**Exercise:**
Every line below between the one holding "pub fn icon_name(&self)" and the one holding "-> Result<Self, WeatherError>", inclusive, should be copied exactly, and no other line.

**Given records:**

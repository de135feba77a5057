//! Single active search session.
//!
//! Each search gets a ticket. Starting a search for another city cancels the
//! previous one; asking again for the city already being searched keeps the
//! running search. A result that still arrives for an older ticket is dropped
//! by [`SearchSession::accept`].

use tokio::runtime::Handle;
use tokio::sync::mpsc::UnboundedSender;
use tokio_util::sync::CancellationToken;

use crate::service::{SearchReport, WeatherService};
use crate::types::{normalize_city, WeatherError};

/// Messages sent from search tasks back to the owner of the session
#[derive(Debug)]
pub enum SearchMessage {
    Done {
        ticket: u64,
        city: String,
        result: Result<SearchReport, WeatherError>,
    },
}

#[derive(Debug, Clone, PartialEq, Eq, Default)]
pub enum SessionState {
    #[default]
    Idle,
    Searching { ticket: u64, city: String },
}

#[derive(Debug)]
pub struct SearchSession {
    tx: UnboundedSender<SearchMessage>,
    state: SessionState,
    token: Option<CancellationToken>,
    next_ticket: u64,
}

impl SearchSession {
    pub fn new(tx: UnboundedSender<SearchMessage>) -> Self {
        Self {
            tx,
            state: SessionState::Idle,
            token: None,
            next_ticket: 1,
        }
    }

    pub fn state(&self) -> &SessionState {
        &self.state
    }

    pub fn is_searching(&self) -> bool {
        matches!(self.state, SessionState::Searching { .. })
    }

    /// Ticket of the running search if it is for the same city.
    fn active_ticket_for(&self, city: &str) -> Option<u64> {
        match &self.state {
            SessionState::Searching { ticket, city: active }
                if normalize_city(active) == normalize_city(city) =>
            {
                Some(*ticket)
            }
            _ => None,
        }
    }

    /// Hand out the next ticket, superseding whatever was running.
    fn begin(&mut self, city: &str) -> (u64, CancellationToken) {
        self.cancel();
        let ticket = self.next_ticket;
        self.next_ticket += 1;
        let token = CancellationToken::new();
        self.token = Some(token.clone());
        self.state = SessionState::Searching {
            ticket,
            city: city.to_string(),
        };
        (ticket, token)
    }

    /// Start a background search for `city` and return its ticket.
    ///
    /// Sends `SearchMessage::Done` when the search finishes. A superseded
    /// search stops at its next await point and sends nothing. Requesting the
    /// city that is already being searched returns the running ticket.
    pub fn request_search(
        &mut self,
        runtime: &Handle,
        service: &WeatherService,
        city: &str,
    ) -> u64 {
        if let Some(ticket) = self.active_ticket_for(city) {
            tracing::debug!("Search #{} already running for {}", ticket, city.trim());
            return ticket;
        }
        let (ticket, token) = self.begin(city);
        let tx = self.tx.clone();
        let service = service.clone();
        let city = city.trim().to_string();
        tracing::info!("Search #{} started for {}", ticket, city);

        runtime.spawn(async move {
            tokio::select! {
                _ = token.cancelled() => {
                    tracing::debug!("Search #{} for {} superseded", ticket, city);
                }
                result = service.search(&city) => {
                    let _ = tx.send(SearchMessage::Done { ticket, city, result });
                }
            }
        });
        ticket
    }

    /// Cancel the active search, if any.
    pub fn cancel(&mut self) {
        if let Some(token) = self.token.take() {
            token.cancel();
        }
        self.state = SessionState::Idle;
    }

    /// Take a finished search if it belongs to the active ticket.
    pub fn accept(
        &mut self,
        message: SearchMessage,
    ) -> Option<(String, Result<SearchReport, WeatherError>)> {
        let SearchMessage::Done {
            ticket,
            city,
            result,
        } = message;

        match &self.state {
            SessionState::Searching { ticket: active, .. } if *active == ticket => {
                self.state = SessionState::Idle;
                self.token = None;
                Some((city, result))
            }
            _ => {
                tracing::debug!("Dropping stale result #{} for {}", ticket, city);
                None
            }
        }
    }
}

#[cfg(test)]
mod tests {
    #![allow(clippy::unwrap_used, clippy::expect_used, clippy::panic)]
    use super::*;
    use tokio::sync::mpsc;

    fn done(ticket: u64, city: &str) -> SearchMessage {
        SearchMessage::Done {
            ticket,
            city: city.to_string(),
            result: Err(WeatherError::NotFound(city.to_string())),
        }
    }

    #[test]
    fn test_new_session_is_idle() {
        let (tx, _rx) = mpsc::unbounded_channel();
        let session = SearchSession::new(tx);
        assert_eq!(session.state(), &SessionState::Idle);
        assert!(!session.is_searching());
    }

    #[test]
    fn test_begin_supersedes_previous_ticket() {
        let (tx, _rx) = mpsc::unbounded_channel();
        let mut session = SearchSession::new(tx);

        let (first, first_token) = session.begin("Denver");
        let (second, second_token) = session.begin("Phoenix");

        assert!(second > first);
        assert!(first_token.is_cancelled());
        assert!(!second_token.is_cancelled());
        assert_eq!(
            session.state(),
            &SessionState::Searching {
                ticket: second,
                city: "Phoenix".into()
            }
        );
    }

    #[test]
    fn test_stale_result_is_dropped() {
        let (tx, _rx) = mpsc::unbounded_channel();
        let mut session = SearchSession::new(tx);
        let (first, _) = session.begin("Denver");
        let (second, _) = session.begin("Phoenix");

        assert!(session.accept(done(first, "Denver")).is_none());
        assert!(session.is_searching());

        let (city, result) = session.accept(done(second, "Phoenix")).expect("current ticket");
        assert_eq!(city, "Phoenix");
        assert!(result.is_err());
        assert!(!session.is_searching());
    }

    #[test]
    fn test_same_city_keeps_active_ticket() {
        let (tx, _rx) = mpsc::unbounded_channel();
        let mut session = SearchSession::new(tx);
        assert_eq!(session.active_ticket_for("Denver"), None);

        let (ticket, _) = session.begin("Denver");
        assert_eq!(session.active_ticket_for("  denver "), Some(ticket));
        assert_eq!(session.active_ticket_for("Phoenix"), None);

        session.cancel();
        assert_eq!(session.active_ticket_for("Denver"), None);
    }

    #[test]
    fn test_cancel_returns_to_idle() {
        let (tx, _rx) = mpsc::unbounded_channel();
        let mut session = SearchSession::new(tx);
        let (ticket, token) = session.begin("Oslo");
        session.cancel();

        assert!(token.is_cancelled());
        assert!(session.accept(done(ticket, "Oslo")).is_none());
    }
}
use std::fmt;

use chrono::{DateTime, Duration, NaiveDate, Utc};
use serde::{Deserialize, Serialize};

/// Weather condition categories mapped from WMO codes
#[derive(Debug, Clone, Copy, PartialEq, Eq, Serialize, Deserialize, Default)]
#[serde(rename_all = "snake_case")]
pub enum WeatherCondition {
    #[default]
    Clear,
    PartlyCloudy,
    Cloudy,
    Fog,
    Drizzle,
    Rain,
    HeavyRain,
    Snow,
    Sleet,
    Thunderstorm,
}

impl WeatherCondition {
    const ALL: [WeatherCondition; 10] = [
        Self::Clear,
        Self::PartlyCloudy,
        Self::Cloudy,
        Self::Fog,
        Self::Drizzle,
        Self::Rain,
        Self::HeavyRain,
        Self::Snow,
        Self::Sleet,
        Self::Thunderstorm,
    ];

    /// Convert WMO weather code to WeatherCondition
    /// See: https://open-meteo.com/en/docs#weathervariables
    pub fn from_wmo_code(code: i32) -> Self {
        match code {
            0 => Self::Clear,
            1..=2 => Self::PartlyCloudy,
            3 => Self::Cloudy,
            45 | 48 => Self::Fog,
            51 | 53 | 55 => Self::Drizzle,
            56 | 57 => Self::Sleet, // Freezing drizzle
            61 | 63 | 80 => Self::Rain,
            65 | 81 | 82 => Self::HeavyRain,
            66 | 67 => Self::Sleet, // Freezing rain
            71 | 73 | 75 | 77 | 85 | 86 => Self::Snow,
            95 | 96 | 99 => Self::Thunderstorm,
            _ => Self::Clear,
        }
    }

    /// Short label stored with each daily record
    pub fn description(&self) -> &'static str {
        match self {
            Self::Clear => "Clear",
            Self::PartlyCloudy => "Partly Cloudy",
            Self::Cloudy => "Cloudy",
            Self::Fog => "Fog",
            Self::Drizzle => "Drizzle",
            Self::Rain => "Rain",
            Self::HeavyRain => "Heavy Rain",
            Self::Snow => "Snow",
            Self::Sleet => "Sleet",
            Self::Thunderstorm => "Thunderstorm",
        }
    }

    /// Reverse of [`description`](Self::description), case-insensitive.
    pub fn from_description(label: &str) -> Option<Self> {
        let label = label.trim();
        Self::ALL
            .into_iter()
            .find(|c| c.description().eq_ignore_ascii_case(label))
    }

    /// Icon key used by the icon provider chain
    pub fn icon_name(&self) -> &'static str {
        match self {
            Self::Clear => "sun",
            Self::PartlyCloudy => "cloud_sun",
            Self::Cloudy => "cloud",
            Self::Fog => "cloud_fog",
            Self::Drizzle | Self::Rain | Self::HeavyRain => "cloud_rain",
            Self::Snow | Self::Sleet => "cloud_snow",
            Self::Thunderstorm => "cloud_lightning",
        }
    }
}

/// Geographic location a city name resolved to
#[derive(Debug, Clone, PartialEq, Serialize, Deserialize)]
pub struct GeoLocation {
    pub latitude: f64,
    pub longitude: f64,
    pub display_name: Option<String>,
}

impl GeoLocation {
    /// Build a location, rejecting coordinates outside the valid ranges.
    pub fn new(
        latitude: f64,
        longitude: f64,
        display_name: Option<String>,
    ) -> Result<Self, WeatherError> {
        if !Self::is_valid(latitude, longitude) {
            return Err(WeatherError::Parse(format!(
                "coordinates out of range: {}, {}",
                latitude, longitude
            )));
        }
        Ok(Self {
            latitude,
            longitude,
            display_name,
        })
    }

    pub fn is_valid(latitude: f64, longitude: f64) -> bool {
        (-90.0..=90.0).contains(&latitude) && (-180.0..=180.0).contains(&longitude)
    }
}

/// Current weather conditions for a city (Celsius)
#[derive(Debug, Clone, PartialEq, Serialize, Deserialize)]
pub struct CurrentConditions {
    pub city: String,
    pub display_name: Option<String>,
    pub temperature: f64,
    pub feels_like: f64,
    pub humidity: u8,
    pub wind_speed: f64,
    pub condition: WeatherCondition,
    pub observed_at: DateTime<Utc>,
}

/// One day's aggregated weather for one city. Temperatures are Celsius.
#[derive(Debug, Clone, PartialEq, Serialize, Deserialize)]
pub struct DailyRecord {
    pub city: String,
    pub date: NaiveDate,
    pub temperature_max: f64,
    pub temperature_min: f64,
    pub temperature_avg: f64,
    pub condition: String,
}

impl DailyRecord {
    /// Create a record, normalizing the city key.
    pub fn new(
        city: &str,
        date: NaiveDate,
        temperature_max: f64,
        temperature_min: f64,
        temperature_avg: f64,
        condition: impl Into<String>,
    ) -> Self {
        Self {
            city: normalize_city(city),
            date,
            temperature_max,
            temperature_min,
            temperature_avg,
            condition: condition.into(),
        }
    }
}

/// A stored next-day forecast plus its later-resolved outcome
#[derive(Debug, Clone, PartialEq, Serialize, Deserialize)]
pub struct PredictionRecord {
    pub city: String,
    pub target_date: NaiveDate,
    pub predicted_temperature: f64,
    pub confidence: f64,
    pub actual_temperature: Option<f64>,
}

impl PredictionRecord {
    pub fn is_resolved(&self) -> bool {
        self.actual_temperature.is_some()
    }

    /// |predicted - actual|, once the actual value is known.
    pub fn absolute_error(&self) -> Option<f64> {
        self.actual_temperature
            .map(|actual| (self.predicted_temperature - actual).abs())
    }
}

/// Inclusive range of calendar dates
#[derive(Debug, Clone, Copy, PartialEq, Eq, Hash, Serialize, Deserialize)]
pub struct DateRange {
    pub start: NaiveDate,
    pub end: NaiveDate,
}

impl DateRange {
    /// Build a range; the endpoints are swapped if given in reverse order.
    pub fn new(start: NaiveDate, end: NaiveDate) -> Self {
        if start <= end {
            Self { start, end }
        } else {
            Self {
                start: end,
                end: start,
            }
        }
    }

    /// The `days` fully elapsed days ending yesterday.
    ///
    /// The archive provider has nothing for today, so the window stops one day short.
    pub fn trailing(today: NaiveDate, days: u32) -> Self {
        let days = i64::from(days.max(1));
        let end = today - Duration::days(1);
        let start = end - Duration::days(days - 1);
        Self { start, end }
    }

    pub fn contains(&self, date: NaiveDate) -> bool {
        self.start <= date && date <= self.end
    }

    /// Number of days covered, inclusive of both ends.
    pub fn len_days(&self) -> i64 {
        (self.end - self.start).num_days() + 1
    }
}

impl fmt::Display for DateRange {
    fn fmt(&self, f: &mut fmt::Formatter<'_>) -> fmt::Result {
        write!(f, "{}..={}", self.start, self.end)
    }
}

/// Normalized key for a city name: trimmed, single-spaced, lowercase.
pub fn normalize_city(city: &str) -> String {
    city.split_whitespace()
        .collect::<Vec<_>>()
        .join(" ")
        .to_lowercase()
}

const MIN_CITY_LEN: usize = 2;
const MAX_CITY_LEN: usize = 100;

/// Check that a city name is reasonable to send to a geocoder.
///
/// Returns the trimmed name. Letters from any script are allowed, plus spaces
/// and `-'.,` (covers "St. John's", "Winston-Salem", "São Paulo").
pub fn validate_city_name(city: &str) -> Result<String, WeatherError> {
    let trimmed = city.trim();
    if trimmed.is_empty() {
        return Err(WeatherError::InvalidCity(
            "City name cannot be empty".to_string(),
        ));
    }

    let len = trimmed.chars().count();
    if len < MIN_CITY_LEN {
        return Err(WeatherError::InvalidCity(format!(
            "City name must be at least {} characters long",
            MIN_CITY_LEN
        )));
    }
    if len > MAX_CITY_LEN {
        return Err(WeatherError::InvalidCity("City name is too long".to_string()));
    }

    let allowed = |c: char| c.is_alphabetic() || c.is_whitespace() || "-'.,".contains(c);
    if !trimmed.chars().all(allowed) {
        return Err(WeatherError::InvalidCity(format!(
            "City name contains invalid characters: {}",
            trimmed
        )));
    }

    Ok(trimmed.to_string())
}

/// Weather subsystem errors
#[derive(Debug, Clone, PartialEq, thiserror::Error)]
pub enum WeatherError {
    #[error("City not found: {0}")]
    NotFound(String),
    #[error("Temporary failure: {0}")]
    Transient(String),
    #[error("Not enough history to predict for {0}")]
    InsufficientData(String),
    #[error("Corrupt record: {0}")]
    CorruptRecord(String),
    #[error("Invalid city name: {0}")]
    InvalidCity(String),
    #[error("Provider rejected request: {status} - {message}")]
    Provider { status: u16, message: String },
    #[error("Parse error: {0}")]
    Parse(String),
    #[error("Storage error: {0}")]
    Storage(String),
}

impl WeatherError {
    /// Only transient failures are worth another attempt.
    pub fn is_retryable(&self) -> bool {
        matches!(self, Self::Transient(_))
    }

    pub fn user_message(&self) -> &'static str {
        match self {
            Self::NotFound(_) => "City not found. Check the spelling and try again.",
            Self::Transient(_) => "Weather service is unreachable. Showing last known data.",
            Self::InsufficientData(_) => "Prediction unavailable: no history for this city yet.",
            Self::CorruptRecord(_) => "Some saved weather data could not be read.",
            Self::InvalidCity(_) => "Please enter a valid city name.",
            Self::Provider { .. } => "The weather service rejected the request.",
            Self::Parse(_) => "Received unexpected weather data.",
            Self::Storage(_) => "Local weather history is unavailable.",
        }
    }
}

impl From<rusqlite::Error> for WeatherError {
    fn from(e: rusqlite::Error) -> Self {
        Self::Storage(e.to_string())
    }
}
//! Temperature unit conversion for display.
//!
//! Everything stored or computed is Celsius. These helpers only run at the
//! display boundary, so they never fail: missing or non-numeric input comes
//! back as `None`, which renders as "N/A".

use serde::{Deserialize, Serialize};

const KELVIN_OFFSET: f64 = 273.15;

/// Temperature unit preference
#[derive(Debug, Clone, Copy, PartialEq, Eq, Serialize, Deserialize, Default)]
#[serde(rename_all = "lowercase")]
pub enum TemperatureUnit {
    #[default]
    Auto,
    Celsius,
    Fahrenheit,
}

impl TemperatureUnit {
    /// Resolve `Auto` against a locale string such as `en_US.UTF-8`.
    ///
    /// Only the US and a few territories use Fahrenheit day to day.
    pub fn resolve(self, locale: Option<&str>) -> Self {
        match self {
            Self::Auto => {
                let region = locale
                    .and_then(|l| l.split('.').next())
                    .and_then(|l| l.split(['_', '-']).nth(1))
                    .map(str::to_ascii_uppercase);
                match region.as_deref() {
                    Some("US" | "LR" | "BS" | "BZ" | "KY" | "PW") => Self::Fahrenheit,
                    _ => Self::Celsius,
                }
            }
            unit => unit,
        }
    }

    /// Switch between Celsius and Fahrenheit (Auto becomes Fahrenheit).
    pub fn toggle(self) -> Self {
        match self {
            Self::Fahrenheit => Self::Celsius,
            Self::Celsius | Self::Auto => Self::Fahrenheit,
        }
    }

    pub fn symbol(self) -> &'static str {
        match self {
            Self::Fahrenheit => "°F",
            Self::Celsius | Self::Auto => "°C",
        }
    }

    /// Convert a canonical Celsius value into this unit.
    pub fn from_celsius(self, celsius: Option<f64>) -> Option<f64> {
        match self {
            Self::Fahrenheit => celsius_to_fahrenheit(celsius),
            Self::Celsius | Self::Auto => valid(celsius).map(round1),
        }
    }
}

fn valid(value: Option<f64>) -> Option<f64> {
    value.filter(|v| v.is_finite())
}

fn round1(value: f64) -> f64 {
    (value * 10.0).round() / 10.0
}

pub fn kelvin_to_celsius(kelvin: Option<f64>) -> Option<f64> {
    valid(kelvin).map(|k| round1(k - KELVIN_OFFSET))
}

pub fn kelvin_to_fahrenheit(kelvin: Option<f64>) -> Option<f64> {
    valid(kelvin).map(|k| round1((k - KELVIN_OFFSET) * 9.0 / 5.0 + 32.0))
}

pub fn celsius_to_fahrenheit(celsius: Option<f64>) -> Option<f64> {
    valid(celsius).map(|c| round1(c * 9.0 / 5.0 + 32.0))
}

pub fn fahrenheit_to_celsius(fahrenheit: Option<f64>) -> Option<f64> {
    valid(fahrenheit).map(|f| round1((f - 32.0) * 5.0 / 9.0))
}

/// Parse user or file input; anything non-numeric is unavailable.
pub fn parse_temperature(raw: &str) -> Option<f64> {
    valid(raw.trim().parse::<f64>().ok())
}

/// Render a Celsius value in the requested unit, e.g. `"21.5 °C"` or `"N/A"`.
pub fn format_temperature(celsius: Option<f64>, unit: TemperatureUnit) -> String {
    match unit.from_celsius(celsius) {
        Some(value) => format!("{:.1} {}", value, unit.symbol()),
        None => "N/A".to_string(),
    }
}

#[cfg(test)]
mod tests {
    use super::*;

    #[test]
    fn test_kelvin_conversions() {
        assert_eq!(kelvin_to_celsius(Some(273.15)), Some(0.0));
        assert_eq!(kelvin_to_celsius(Some(300.0)), Some(26.9));
        assert_eq!(kelvin_to_fahrenheit(Some(273.15)), Some(32.0));
        assert_eq!(kelvin_to_fahrenheit(Some(310.15)), Some(98.6));
    }

    #[test]
    fn test_celsius_fahrenheit() {
        assert_eq!(celsius_to_fahrenheit(Some(100.0)), Some(212.0));
        assert_eq!(celsius_to_fahrenheit(Some(-40.0)), Some(-40.0));
        assert_eq!(fahrenheit_to_celsius(Some(212.0)), Some(100.0));
        assert_eq!(fahrenheit_to_celsius(Some(70.0)), Some(21.1));
    }

    #[test]
    fn test_unavailable_inputs() {
        assert_eq!(kelvin_to_celsius(None), None);
        assert_eq!(celsius_to_fahrenheit(Some(f64::NAN)), None);
        assert_eq!(fahrenheit_to_celsius(Some(f64::INFINITY)), None);
        assert_eq!(parse_temperature("N/A"), None);
        assert_eq!(parse_temperature(" 21.5 "), Some(21.5));
    }

    #[test]
    fn test_fahrenheit_round_trip_within_tolerance() {
        let mut t = -60.0;
        while t <= 60.0 {
            let back = fahrenheit_to_celsius(celsius_to_fahrenheit(Some(t)));
            let back = back.unwrap_or(f64::NAN);
            assert!((back - t).abs() <= 0.1 + 1e-9, "{} came back as {}", t, back);
            t += 0.37;
        }
    }

    #[test]
    fn test_unit_resolution() {
        assert_eq!(
            TemperatureUnit::Auto.resolve(Some("en_US.UTF-8")),
            TemperatureUnit::Fahrenheit
        );
        assert_eq!(
            TemperatureUnit::Auto.resolve(Some("en_GB.UTF-8")),
            TemperatureUnit::Celsius
        );
        assert_eq!(TemperatureUnit::Auto.resolve(None), TemperatureUnit::Celsius);
        assert_eq!(
            TemperatureUnit::Celsius.resolve(Some("en_US")),
            TemperatureUnit::Celsius
        );
    }

    #[test]
    fn test_toggle_and_format() {
        assert_eq!(TemperatureUnit::Celsius.toggle(), TemperatureUnit::Fahrenheit);
        assert_eq!(TemperatureUnit::Fahrenheit.toggle(), TemperatureUnit::Celsius);
        assert_eq!(format_temperature(Some(21.54), TemperatureUnit::Celsius), "21.5 °C");
        assert_eq!(format_temperature(Some(0.0), TemperatureUnit::Fahrenheit), "32.0 °F");
        assert_eq!(format_temperature(None, TemperatureUnit::Celsius), "N/A");
    }
}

**Answer to the problem:**
    pub fn icon_name(&self) -> &'static str {
        match self {
            Self::Clear => "sun",
            Self::PartlyCloudy => "cloud_sun",
            Self::Cloudy => "cloud",
            Self::Fog => "cloud_fog",
            Self::Drizzle | Self::Rain | Self::HeavyRain => "cloud_rain",
            Self::Snow | Self::Sleet => "cloud_snow",
            Self::Thunderstorm => "cloud_lightning",
        }
    }
}

/// Geographic location a city name resolved to
#[derive(Debug, Clone, PartialEq, Serialize, Deserialize)]
pub struct GeoLocation {
    pub latitude: f64,
    pub longitude: f64,
    pub display_name: Option<String>,
}

impl GeoLocation {
    /// Build a location, rejecting coordinates outside the valid ranges.
    pub fn new(
        latitude: f64,
        longitude: f64,
        display_name: Option<String>,
    ) -> Result<Self, WeatherError> {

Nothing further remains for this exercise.